» YOUR INSTRUCTIONS
Keep only the lines that hold the string "Column", filtering out the rest of the entries below.

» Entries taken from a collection
* * * * * * *
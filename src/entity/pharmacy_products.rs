use sea_orm::entity::prelude::*;

#[derive(Clone, Debug, PartialEq, DeriveEntityModel)]
#[sea_orm(table_name = "pharmacy_products")]
pub struct Model {
    #[sea_orm(primary_key)]
    pub id: i64,
    pub pharmacy_id: i64,
    pub product_id: i64,
    pub price: Decimal,
    pub total_stock: i32,
    pub is_available: bool,
    pub created_at: DateTimeWithTimeZone,
    pub updated_at: DateTimeWithTimeZone,
    pub deleted_at: Option<DateTimeWithTimeZone>,
}

#[derive(Copy, Clone, Debug, EnumIter, DeriveRelation)]
pub enum Relation {
    #[sea_orm(
        belongs_to = "super::pharmacies::Entity",
        from = "Column::PharmacyId",
        to = "super::pharmacies::Column::Id"
    )]
    Pharmacies,
    #[sea_orm(
        belongs_to = "super::products::Entity",
        from = "Column::ProductId",
        to = "super::products::Column::Id"
    )]
    Products,
    #[sea_orm(has_many = "super::cart_items::Entity")]
    CartItems,
    #[sea_orm(has_many = "super::stock_histories::Entity")]
    StockHistories,
}

impl Related<super::pharmacies::Entity> for Entity {
    fn to() -> RelationDef {
        Relation::Pharmacies.def()
    }
}

impl Related<super::products::Entity> for Entity {
    fn to() -> RelationDef {
        Relation::Products.def()
    }
}

impl Related<super::cart_items::Entity> for Entity {
    fn to() -> RelationDef {
        Relation::CartItems.def()
    }
}

impl Related<super::stock_histories::Entity> for Entity {
    fn to() -> RelationDef {
        Relation::StockHistories.def()
    }
}

impl ActiveModelBehavior for ActiveModel {}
* * * * * * *
» RESULT BELOW
        from = "Column::PharmacyId",
        to = "super::pharmacies::Column::Id"
        from = "Column::ProductId",
        to = "super::products::Column::Id"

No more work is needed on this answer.